_Listed entries_.
+++

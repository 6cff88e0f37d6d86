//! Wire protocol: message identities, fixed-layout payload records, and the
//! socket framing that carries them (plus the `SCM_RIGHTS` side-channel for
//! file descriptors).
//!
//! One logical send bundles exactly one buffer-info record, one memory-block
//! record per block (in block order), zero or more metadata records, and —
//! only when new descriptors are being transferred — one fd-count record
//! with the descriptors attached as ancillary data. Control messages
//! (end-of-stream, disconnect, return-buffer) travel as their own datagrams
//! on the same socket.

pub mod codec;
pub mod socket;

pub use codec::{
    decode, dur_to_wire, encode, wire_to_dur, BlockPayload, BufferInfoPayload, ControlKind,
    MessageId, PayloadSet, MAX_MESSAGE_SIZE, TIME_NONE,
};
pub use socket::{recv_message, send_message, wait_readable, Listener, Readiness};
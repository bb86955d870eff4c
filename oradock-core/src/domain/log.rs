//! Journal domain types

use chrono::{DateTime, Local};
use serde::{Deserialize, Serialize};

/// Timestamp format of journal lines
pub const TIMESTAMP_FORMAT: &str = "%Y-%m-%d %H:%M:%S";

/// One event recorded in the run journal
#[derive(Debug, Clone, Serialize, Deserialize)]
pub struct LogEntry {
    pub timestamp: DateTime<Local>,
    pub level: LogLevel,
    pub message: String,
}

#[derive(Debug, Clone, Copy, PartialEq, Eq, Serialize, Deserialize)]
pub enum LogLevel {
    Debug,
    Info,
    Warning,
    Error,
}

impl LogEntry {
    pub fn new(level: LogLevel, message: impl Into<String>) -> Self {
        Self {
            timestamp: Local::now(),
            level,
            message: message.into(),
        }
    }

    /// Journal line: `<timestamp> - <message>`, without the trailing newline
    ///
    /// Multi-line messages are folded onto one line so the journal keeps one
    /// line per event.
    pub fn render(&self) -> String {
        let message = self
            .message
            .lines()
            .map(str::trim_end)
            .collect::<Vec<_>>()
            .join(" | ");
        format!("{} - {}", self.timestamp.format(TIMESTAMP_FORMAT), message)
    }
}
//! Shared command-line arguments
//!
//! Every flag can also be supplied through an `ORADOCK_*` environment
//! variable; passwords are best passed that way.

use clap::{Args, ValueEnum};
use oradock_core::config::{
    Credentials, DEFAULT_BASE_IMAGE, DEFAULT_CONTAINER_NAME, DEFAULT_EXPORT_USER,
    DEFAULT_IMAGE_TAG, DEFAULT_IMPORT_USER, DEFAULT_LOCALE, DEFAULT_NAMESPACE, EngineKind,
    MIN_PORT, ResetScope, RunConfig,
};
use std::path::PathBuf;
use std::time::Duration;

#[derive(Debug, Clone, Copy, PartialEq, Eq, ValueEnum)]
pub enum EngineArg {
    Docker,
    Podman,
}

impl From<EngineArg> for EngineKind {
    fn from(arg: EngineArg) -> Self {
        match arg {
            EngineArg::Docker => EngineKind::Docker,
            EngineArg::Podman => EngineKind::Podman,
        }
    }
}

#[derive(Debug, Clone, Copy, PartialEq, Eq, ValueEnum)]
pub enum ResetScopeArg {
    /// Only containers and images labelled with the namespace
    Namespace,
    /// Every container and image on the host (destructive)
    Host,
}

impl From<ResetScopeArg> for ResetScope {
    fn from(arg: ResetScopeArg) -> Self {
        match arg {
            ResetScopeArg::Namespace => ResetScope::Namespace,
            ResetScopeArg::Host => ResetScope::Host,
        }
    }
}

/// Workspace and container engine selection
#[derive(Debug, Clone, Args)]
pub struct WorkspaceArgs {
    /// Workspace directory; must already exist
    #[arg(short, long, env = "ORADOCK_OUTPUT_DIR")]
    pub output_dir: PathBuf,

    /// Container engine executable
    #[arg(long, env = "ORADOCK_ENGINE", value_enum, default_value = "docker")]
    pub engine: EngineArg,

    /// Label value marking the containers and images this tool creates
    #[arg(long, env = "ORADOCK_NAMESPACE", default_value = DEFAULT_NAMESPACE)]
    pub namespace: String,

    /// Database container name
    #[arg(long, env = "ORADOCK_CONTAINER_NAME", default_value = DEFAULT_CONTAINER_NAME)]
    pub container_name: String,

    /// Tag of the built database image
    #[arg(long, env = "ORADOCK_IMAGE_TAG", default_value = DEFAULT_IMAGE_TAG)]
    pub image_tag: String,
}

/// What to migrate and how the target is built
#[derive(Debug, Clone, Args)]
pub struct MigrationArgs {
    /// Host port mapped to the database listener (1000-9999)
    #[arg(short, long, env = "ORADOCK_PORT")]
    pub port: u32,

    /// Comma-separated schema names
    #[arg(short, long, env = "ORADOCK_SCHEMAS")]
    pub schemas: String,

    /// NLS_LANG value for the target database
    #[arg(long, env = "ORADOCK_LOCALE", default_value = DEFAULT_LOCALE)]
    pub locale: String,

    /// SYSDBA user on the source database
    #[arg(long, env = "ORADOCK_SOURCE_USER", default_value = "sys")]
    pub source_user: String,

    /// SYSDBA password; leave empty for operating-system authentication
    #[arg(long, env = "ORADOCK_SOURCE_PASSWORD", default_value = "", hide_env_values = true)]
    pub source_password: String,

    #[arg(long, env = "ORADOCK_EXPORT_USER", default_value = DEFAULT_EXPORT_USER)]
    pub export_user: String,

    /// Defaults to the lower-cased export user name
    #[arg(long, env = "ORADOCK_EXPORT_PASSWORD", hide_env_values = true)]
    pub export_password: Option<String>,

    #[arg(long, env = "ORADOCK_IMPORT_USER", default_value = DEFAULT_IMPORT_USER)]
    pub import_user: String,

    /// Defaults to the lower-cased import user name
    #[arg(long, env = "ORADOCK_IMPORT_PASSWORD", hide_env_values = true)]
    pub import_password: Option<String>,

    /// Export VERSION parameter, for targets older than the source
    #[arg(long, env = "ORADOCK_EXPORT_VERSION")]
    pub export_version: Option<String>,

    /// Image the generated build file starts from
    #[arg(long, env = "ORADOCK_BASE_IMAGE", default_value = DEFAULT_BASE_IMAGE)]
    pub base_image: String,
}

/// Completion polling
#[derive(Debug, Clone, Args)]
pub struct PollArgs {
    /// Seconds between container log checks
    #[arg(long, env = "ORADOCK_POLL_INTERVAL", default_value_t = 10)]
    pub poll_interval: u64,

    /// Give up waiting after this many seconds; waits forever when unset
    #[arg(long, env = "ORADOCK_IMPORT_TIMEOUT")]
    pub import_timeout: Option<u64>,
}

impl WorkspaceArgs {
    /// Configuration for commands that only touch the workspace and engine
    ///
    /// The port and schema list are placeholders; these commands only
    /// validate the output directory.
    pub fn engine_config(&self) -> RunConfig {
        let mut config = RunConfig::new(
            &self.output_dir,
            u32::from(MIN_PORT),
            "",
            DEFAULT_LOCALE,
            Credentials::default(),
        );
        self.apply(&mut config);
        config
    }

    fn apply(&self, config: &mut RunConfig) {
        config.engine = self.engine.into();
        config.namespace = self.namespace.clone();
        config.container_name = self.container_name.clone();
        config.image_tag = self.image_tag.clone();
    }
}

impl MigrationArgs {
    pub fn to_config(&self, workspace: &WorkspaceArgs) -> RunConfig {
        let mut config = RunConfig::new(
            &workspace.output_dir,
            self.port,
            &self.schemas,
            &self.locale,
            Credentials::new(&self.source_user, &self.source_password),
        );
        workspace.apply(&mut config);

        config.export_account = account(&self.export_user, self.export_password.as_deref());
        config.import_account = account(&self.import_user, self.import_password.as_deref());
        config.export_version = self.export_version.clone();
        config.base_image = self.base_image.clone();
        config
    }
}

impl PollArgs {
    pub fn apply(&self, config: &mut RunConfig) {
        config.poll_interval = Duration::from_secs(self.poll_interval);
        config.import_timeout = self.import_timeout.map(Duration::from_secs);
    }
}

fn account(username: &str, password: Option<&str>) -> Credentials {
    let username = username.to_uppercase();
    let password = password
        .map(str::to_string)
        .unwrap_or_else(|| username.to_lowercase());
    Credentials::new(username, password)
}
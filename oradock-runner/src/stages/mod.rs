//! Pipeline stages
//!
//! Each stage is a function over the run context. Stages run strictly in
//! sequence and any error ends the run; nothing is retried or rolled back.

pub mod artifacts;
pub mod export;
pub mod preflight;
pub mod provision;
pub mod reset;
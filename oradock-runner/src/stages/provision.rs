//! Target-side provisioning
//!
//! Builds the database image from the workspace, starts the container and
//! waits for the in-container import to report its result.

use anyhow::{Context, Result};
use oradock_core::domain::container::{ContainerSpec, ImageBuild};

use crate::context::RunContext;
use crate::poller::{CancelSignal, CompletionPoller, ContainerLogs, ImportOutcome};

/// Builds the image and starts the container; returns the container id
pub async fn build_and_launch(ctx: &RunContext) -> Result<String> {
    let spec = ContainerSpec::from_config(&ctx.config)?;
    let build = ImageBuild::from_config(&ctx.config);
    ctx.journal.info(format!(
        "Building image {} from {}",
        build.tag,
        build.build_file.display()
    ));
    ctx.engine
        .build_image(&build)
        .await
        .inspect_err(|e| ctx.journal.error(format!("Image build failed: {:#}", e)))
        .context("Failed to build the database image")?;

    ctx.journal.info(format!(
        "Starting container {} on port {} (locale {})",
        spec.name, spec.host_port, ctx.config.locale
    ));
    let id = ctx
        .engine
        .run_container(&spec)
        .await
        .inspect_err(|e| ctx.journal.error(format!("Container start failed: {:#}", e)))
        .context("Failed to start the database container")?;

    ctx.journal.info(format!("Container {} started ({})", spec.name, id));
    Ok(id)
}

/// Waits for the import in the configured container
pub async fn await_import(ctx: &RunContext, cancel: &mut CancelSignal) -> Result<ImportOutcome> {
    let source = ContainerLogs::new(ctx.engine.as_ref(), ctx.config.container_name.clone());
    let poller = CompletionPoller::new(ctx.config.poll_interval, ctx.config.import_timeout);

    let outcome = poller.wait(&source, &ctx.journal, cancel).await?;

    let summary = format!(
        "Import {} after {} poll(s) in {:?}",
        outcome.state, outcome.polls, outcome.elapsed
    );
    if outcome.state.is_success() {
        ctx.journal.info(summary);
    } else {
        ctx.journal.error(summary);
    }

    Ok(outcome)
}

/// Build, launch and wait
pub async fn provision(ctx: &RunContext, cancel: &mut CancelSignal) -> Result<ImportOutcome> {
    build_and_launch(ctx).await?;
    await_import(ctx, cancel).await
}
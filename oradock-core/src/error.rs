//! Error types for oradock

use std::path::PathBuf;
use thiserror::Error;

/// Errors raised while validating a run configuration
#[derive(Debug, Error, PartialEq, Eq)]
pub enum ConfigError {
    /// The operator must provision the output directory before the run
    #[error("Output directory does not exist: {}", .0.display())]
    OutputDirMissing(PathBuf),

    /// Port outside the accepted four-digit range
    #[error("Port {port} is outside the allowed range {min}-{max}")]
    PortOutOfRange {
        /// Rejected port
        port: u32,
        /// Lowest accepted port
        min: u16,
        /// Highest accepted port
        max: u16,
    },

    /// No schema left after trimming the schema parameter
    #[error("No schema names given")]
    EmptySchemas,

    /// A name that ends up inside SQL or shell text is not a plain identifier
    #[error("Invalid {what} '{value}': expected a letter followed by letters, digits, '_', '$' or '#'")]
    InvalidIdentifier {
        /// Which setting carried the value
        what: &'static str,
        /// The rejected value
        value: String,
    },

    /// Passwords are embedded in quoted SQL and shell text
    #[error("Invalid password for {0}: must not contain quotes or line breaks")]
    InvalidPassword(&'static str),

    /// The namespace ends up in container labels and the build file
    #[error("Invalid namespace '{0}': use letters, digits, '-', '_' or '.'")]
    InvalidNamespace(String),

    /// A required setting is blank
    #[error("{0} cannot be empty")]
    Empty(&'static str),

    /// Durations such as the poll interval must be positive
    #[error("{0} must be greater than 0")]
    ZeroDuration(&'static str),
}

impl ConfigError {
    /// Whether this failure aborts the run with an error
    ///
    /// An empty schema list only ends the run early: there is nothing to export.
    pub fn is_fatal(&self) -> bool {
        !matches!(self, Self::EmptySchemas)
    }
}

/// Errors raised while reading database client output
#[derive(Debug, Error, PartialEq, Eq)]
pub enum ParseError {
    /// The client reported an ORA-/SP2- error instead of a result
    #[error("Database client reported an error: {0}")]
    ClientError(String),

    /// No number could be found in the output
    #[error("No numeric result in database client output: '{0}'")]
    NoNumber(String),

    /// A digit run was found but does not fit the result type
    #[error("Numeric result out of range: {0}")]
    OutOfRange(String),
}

+++

_Problem statement_. Above are the records; print exactly the lines from the line with "pub mod provision;" to the line with "let spec = ContainerSpec::from_config(&ctx.config)?;", including both, and nothing else.

_Completed task_.
pub mod provision;
pub mod reset;
filename oradock-runner/src/stages/provision.rs
//! Target-side provisioning
//!
//! Builds the database image from the workspace, starts the container and
//! waits for the in-container import to report its result.

use anyhow::{Context, Result};
use oradock_core::domain::container::{ContainerSpec, ImageBuild};

use crate::context::RunContext;
use crate::poller::{CancelSignal, CompletionPoller, ContainerLogs, ImportOutcome};

/// Builds the image and starts the container; returns the container id
pub async fn build_and_launch(ctx: &RunContext) -> Result<String> {
    let spec = ContainerSpec::from_config(&ctx.config)?;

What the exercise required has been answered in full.